DATA: Begin

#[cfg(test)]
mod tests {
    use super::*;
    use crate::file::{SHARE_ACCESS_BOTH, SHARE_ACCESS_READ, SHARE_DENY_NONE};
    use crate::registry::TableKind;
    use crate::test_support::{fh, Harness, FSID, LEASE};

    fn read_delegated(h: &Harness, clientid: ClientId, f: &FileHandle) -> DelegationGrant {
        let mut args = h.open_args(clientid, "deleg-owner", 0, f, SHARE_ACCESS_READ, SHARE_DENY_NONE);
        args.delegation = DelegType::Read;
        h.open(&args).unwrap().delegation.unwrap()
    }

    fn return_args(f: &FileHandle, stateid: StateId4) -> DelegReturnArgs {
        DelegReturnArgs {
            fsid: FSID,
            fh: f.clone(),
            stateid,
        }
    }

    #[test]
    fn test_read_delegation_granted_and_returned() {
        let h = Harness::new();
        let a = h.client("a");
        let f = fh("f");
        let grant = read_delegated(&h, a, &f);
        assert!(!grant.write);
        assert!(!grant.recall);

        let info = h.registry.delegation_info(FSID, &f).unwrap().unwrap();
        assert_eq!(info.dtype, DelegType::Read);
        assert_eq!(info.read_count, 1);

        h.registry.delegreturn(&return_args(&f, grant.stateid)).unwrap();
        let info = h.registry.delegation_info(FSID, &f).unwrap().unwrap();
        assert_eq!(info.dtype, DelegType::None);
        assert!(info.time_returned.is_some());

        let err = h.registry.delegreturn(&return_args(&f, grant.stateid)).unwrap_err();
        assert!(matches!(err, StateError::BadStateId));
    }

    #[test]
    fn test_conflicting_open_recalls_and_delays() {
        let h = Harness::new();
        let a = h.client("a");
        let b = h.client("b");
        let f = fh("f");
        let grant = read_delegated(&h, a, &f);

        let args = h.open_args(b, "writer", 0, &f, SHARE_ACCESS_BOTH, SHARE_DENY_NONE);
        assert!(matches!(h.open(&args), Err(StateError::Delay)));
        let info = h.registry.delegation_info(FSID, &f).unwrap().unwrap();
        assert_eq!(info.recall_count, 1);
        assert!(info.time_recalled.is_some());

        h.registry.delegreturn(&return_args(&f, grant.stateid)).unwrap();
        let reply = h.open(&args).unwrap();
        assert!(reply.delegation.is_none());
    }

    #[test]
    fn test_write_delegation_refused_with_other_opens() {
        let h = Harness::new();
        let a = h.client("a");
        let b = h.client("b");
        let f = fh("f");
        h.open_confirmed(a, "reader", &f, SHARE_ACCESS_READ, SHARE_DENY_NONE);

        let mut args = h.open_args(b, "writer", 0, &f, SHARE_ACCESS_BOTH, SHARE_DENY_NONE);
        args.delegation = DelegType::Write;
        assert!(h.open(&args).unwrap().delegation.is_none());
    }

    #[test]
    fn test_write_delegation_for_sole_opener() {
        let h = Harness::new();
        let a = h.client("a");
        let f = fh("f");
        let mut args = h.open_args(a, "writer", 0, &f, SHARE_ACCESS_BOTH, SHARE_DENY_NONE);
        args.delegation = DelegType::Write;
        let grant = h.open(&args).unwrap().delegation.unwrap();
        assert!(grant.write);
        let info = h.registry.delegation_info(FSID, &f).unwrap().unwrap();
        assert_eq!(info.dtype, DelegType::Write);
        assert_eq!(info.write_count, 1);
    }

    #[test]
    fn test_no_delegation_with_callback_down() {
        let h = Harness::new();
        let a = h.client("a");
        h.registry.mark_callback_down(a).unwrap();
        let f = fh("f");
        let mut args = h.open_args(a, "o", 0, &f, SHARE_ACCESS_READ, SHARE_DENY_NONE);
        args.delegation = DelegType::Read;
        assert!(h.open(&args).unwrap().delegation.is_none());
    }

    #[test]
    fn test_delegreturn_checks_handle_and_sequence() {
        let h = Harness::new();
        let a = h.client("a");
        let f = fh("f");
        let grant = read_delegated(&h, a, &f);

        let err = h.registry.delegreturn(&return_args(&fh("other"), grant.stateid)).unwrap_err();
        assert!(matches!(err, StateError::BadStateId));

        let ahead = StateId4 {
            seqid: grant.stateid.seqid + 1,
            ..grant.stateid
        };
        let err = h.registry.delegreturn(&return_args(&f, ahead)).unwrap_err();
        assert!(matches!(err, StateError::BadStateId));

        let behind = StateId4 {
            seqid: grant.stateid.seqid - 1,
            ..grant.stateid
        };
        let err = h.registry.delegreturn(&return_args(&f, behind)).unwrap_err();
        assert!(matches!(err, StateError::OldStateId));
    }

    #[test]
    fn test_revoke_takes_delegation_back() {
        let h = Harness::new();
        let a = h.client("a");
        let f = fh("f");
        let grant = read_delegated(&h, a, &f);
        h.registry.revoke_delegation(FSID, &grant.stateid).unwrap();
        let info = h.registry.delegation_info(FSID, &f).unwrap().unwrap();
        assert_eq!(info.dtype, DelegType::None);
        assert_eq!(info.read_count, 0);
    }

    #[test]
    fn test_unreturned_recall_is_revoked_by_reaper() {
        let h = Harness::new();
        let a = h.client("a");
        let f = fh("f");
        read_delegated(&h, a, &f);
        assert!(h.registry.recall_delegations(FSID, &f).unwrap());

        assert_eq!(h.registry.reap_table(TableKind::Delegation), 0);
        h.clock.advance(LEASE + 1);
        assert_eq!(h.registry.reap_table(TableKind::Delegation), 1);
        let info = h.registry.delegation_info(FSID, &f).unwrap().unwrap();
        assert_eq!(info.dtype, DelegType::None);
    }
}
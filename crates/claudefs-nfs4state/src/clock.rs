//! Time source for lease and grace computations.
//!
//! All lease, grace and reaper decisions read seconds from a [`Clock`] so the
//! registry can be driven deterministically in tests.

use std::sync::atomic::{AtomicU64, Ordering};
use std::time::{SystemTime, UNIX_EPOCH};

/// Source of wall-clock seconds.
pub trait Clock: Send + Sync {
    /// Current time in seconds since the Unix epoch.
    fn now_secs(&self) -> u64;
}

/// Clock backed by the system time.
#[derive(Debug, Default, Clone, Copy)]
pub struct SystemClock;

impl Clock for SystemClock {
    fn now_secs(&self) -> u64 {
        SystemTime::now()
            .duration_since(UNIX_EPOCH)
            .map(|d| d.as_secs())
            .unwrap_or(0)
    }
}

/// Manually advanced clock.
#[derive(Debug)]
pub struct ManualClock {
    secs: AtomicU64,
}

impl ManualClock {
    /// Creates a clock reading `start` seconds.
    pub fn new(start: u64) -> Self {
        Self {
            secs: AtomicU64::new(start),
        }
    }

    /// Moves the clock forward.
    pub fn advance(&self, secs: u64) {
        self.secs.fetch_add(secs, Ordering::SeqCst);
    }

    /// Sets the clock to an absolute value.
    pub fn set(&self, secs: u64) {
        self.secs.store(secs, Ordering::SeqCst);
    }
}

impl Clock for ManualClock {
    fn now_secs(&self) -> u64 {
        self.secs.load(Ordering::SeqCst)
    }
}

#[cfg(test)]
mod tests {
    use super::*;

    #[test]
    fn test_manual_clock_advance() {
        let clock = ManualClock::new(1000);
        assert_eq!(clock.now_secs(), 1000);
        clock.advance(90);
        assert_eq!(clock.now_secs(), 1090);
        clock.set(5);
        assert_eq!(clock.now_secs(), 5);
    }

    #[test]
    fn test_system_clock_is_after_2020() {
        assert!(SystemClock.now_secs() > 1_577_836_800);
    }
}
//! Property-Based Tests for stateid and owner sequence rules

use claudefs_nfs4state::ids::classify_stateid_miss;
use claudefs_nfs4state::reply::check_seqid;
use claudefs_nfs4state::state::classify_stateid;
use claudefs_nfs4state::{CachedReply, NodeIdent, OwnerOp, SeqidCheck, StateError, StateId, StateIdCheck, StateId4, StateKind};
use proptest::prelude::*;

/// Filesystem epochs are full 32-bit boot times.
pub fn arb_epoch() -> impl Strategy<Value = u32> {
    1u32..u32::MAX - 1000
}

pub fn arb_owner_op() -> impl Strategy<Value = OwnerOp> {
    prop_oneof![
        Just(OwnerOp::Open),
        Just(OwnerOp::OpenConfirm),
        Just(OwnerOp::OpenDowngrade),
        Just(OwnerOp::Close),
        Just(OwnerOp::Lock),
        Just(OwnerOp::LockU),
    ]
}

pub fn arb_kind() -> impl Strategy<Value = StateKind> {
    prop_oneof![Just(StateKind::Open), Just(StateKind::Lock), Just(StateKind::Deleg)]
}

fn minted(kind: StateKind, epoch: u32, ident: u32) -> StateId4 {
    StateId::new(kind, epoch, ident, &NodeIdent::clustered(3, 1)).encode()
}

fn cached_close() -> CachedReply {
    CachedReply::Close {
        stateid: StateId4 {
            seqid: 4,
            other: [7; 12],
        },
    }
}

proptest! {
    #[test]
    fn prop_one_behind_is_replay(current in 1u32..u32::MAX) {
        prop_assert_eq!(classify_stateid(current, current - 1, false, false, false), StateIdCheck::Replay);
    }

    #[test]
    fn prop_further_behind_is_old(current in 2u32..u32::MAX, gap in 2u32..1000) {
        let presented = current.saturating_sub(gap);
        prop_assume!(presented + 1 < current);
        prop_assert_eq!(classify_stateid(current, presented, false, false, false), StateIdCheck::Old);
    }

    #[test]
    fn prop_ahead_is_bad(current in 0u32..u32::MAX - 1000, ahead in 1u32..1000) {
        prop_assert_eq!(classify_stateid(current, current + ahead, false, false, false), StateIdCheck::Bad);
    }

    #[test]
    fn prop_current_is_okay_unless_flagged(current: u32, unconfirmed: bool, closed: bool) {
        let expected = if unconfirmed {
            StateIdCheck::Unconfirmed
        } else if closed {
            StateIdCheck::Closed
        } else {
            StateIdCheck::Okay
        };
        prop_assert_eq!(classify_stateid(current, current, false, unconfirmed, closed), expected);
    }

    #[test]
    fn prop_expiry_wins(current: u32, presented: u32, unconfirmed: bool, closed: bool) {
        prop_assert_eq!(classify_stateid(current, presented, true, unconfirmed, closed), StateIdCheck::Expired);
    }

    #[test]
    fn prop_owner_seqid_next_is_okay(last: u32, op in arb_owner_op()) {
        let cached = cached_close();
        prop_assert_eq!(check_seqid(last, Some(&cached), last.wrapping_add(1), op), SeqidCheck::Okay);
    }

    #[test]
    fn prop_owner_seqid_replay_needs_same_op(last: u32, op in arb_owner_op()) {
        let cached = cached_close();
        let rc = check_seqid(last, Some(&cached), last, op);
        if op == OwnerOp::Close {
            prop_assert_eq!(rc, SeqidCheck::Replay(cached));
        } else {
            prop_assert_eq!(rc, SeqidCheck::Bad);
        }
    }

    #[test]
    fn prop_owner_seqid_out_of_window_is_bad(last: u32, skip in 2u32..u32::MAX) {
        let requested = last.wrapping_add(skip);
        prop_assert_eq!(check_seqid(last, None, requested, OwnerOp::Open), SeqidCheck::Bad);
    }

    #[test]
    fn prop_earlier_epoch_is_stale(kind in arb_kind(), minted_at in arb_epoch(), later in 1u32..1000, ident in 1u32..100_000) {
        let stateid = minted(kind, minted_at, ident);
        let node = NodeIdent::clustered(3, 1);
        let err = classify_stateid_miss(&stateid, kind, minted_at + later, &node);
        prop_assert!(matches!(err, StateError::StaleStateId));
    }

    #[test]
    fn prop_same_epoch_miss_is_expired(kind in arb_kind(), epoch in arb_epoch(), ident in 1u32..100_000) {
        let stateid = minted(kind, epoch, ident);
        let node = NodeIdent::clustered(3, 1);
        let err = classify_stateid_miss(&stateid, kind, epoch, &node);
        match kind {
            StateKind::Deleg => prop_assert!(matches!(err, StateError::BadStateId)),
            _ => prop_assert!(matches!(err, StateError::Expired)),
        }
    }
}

DATA: End
DATA: Begin

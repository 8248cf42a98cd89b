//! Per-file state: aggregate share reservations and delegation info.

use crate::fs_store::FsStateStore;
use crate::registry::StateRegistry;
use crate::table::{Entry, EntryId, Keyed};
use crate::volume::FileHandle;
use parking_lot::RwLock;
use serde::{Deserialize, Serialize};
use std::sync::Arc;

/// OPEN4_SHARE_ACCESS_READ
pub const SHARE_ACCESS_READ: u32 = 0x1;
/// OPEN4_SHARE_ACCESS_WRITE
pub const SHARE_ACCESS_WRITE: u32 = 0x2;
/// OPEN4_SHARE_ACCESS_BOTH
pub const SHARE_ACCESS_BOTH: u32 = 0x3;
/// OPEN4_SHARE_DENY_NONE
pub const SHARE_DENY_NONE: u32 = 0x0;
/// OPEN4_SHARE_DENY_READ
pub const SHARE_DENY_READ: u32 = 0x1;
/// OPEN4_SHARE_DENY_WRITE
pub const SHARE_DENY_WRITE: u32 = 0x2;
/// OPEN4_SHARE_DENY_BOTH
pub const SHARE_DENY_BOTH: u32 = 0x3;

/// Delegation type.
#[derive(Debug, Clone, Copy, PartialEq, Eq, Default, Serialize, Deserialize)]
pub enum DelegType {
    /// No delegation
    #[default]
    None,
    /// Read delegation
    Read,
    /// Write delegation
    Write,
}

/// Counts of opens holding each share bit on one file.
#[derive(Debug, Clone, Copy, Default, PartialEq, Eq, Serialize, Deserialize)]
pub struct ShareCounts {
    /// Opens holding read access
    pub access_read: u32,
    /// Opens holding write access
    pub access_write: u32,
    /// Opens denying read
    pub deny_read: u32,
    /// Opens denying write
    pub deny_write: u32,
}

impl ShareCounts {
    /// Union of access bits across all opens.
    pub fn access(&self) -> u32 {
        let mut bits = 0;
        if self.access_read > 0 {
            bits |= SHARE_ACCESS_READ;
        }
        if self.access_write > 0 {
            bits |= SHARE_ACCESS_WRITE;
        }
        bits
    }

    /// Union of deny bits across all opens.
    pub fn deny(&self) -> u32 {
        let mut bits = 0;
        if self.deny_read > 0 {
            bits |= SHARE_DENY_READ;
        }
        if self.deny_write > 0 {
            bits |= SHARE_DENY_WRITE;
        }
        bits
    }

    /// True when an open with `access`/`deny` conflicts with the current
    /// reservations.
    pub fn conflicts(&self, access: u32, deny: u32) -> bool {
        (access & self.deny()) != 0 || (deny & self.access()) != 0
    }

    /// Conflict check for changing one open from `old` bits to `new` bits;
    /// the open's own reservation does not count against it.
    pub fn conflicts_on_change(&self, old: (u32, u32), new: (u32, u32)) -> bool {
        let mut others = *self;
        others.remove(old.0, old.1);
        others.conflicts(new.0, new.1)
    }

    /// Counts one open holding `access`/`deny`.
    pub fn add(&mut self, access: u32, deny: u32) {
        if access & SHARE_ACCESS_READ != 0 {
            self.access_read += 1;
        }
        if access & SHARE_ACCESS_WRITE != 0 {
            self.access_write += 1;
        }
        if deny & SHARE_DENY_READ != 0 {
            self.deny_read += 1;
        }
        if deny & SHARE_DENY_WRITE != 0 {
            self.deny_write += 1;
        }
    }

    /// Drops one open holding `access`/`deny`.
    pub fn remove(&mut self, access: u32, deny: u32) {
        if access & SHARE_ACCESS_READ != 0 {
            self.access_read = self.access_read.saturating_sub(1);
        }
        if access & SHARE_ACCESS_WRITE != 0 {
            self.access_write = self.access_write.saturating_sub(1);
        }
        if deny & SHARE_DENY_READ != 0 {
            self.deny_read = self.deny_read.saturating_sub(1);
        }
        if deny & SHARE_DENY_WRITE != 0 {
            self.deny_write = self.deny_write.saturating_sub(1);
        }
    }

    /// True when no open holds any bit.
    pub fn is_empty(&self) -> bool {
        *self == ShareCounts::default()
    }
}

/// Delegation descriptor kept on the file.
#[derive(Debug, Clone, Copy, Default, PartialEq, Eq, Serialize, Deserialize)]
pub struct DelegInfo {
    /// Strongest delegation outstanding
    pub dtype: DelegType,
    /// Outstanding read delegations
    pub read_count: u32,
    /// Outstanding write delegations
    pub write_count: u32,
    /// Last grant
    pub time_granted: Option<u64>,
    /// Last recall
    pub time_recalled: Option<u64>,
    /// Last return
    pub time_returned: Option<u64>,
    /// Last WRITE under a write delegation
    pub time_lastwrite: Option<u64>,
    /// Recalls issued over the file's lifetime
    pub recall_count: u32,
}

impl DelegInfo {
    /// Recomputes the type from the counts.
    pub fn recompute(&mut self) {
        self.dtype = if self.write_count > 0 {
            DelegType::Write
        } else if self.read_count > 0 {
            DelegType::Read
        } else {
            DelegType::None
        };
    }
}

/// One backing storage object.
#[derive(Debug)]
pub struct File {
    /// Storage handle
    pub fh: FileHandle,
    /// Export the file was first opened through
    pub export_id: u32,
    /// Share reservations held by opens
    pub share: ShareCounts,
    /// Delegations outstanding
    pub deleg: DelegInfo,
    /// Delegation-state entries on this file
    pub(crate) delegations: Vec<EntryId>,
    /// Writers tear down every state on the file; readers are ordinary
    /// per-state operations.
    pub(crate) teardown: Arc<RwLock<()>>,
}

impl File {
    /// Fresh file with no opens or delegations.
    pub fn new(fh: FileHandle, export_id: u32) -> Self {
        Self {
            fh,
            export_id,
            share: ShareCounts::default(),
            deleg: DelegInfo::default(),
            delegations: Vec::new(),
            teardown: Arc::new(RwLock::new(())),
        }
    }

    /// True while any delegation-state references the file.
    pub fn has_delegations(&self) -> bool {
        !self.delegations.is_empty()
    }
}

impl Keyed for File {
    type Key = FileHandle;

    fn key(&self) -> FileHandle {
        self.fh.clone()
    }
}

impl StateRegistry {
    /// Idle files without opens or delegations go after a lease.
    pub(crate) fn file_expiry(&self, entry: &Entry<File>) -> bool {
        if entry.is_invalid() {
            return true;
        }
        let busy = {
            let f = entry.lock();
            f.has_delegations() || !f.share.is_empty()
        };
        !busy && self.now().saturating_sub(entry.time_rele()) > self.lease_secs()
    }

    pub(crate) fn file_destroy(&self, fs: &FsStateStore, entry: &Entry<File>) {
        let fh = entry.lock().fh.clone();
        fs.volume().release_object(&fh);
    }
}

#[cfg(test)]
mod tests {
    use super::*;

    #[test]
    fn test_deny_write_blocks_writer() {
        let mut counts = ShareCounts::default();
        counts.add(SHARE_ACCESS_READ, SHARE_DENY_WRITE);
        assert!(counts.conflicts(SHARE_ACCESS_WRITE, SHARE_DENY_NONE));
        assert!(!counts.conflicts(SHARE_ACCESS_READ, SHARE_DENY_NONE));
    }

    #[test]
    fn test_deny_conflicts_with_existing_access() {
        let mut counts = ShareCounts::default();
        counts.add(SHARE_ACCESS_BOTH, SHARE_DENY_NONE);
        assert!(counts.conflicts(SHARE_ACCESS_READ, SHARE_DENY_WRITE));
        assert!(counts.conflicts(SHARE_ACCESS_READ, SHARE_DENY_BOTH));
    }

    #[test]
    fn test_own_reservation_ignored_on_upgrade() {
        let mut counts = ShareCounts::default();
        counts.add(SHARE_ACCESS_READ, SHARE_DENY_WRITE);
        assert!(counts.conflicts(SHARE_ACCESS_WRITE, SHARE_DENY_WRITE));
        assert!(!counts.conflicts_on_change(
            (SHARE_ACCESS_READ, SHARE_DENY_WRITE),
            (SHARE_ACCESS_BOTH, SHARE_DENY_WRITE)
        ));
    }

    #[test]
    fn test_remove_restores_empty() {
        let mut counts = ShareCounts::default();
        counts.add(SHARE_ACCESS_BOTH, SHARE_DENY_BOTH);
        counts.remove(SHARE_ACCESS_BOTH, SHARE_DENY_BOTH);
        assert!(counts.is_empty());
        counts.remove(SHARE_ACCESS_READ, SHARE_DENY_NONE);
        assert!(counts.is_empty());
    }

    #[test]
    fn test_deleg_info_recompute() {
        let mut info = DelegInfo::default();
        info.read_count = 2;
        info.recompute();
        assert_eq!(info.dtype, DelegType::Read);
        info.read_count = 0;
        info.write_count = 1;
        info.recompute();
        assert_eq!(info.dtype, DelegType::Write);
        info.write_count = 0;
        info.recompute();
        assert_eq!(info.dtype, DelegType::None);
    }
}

DATA: End

▶ _EXERCISE DETAILS_: The lines holding the word "RwLock" are the answer. Find them in the entries and copy them.

▶ _WRITTEN SOLUTION_:
use parking_lot::RwLock;
    pub(crate) teardown: Arc<RwLock<()>>,
            teardown: Arc::new(RwLock::new(())),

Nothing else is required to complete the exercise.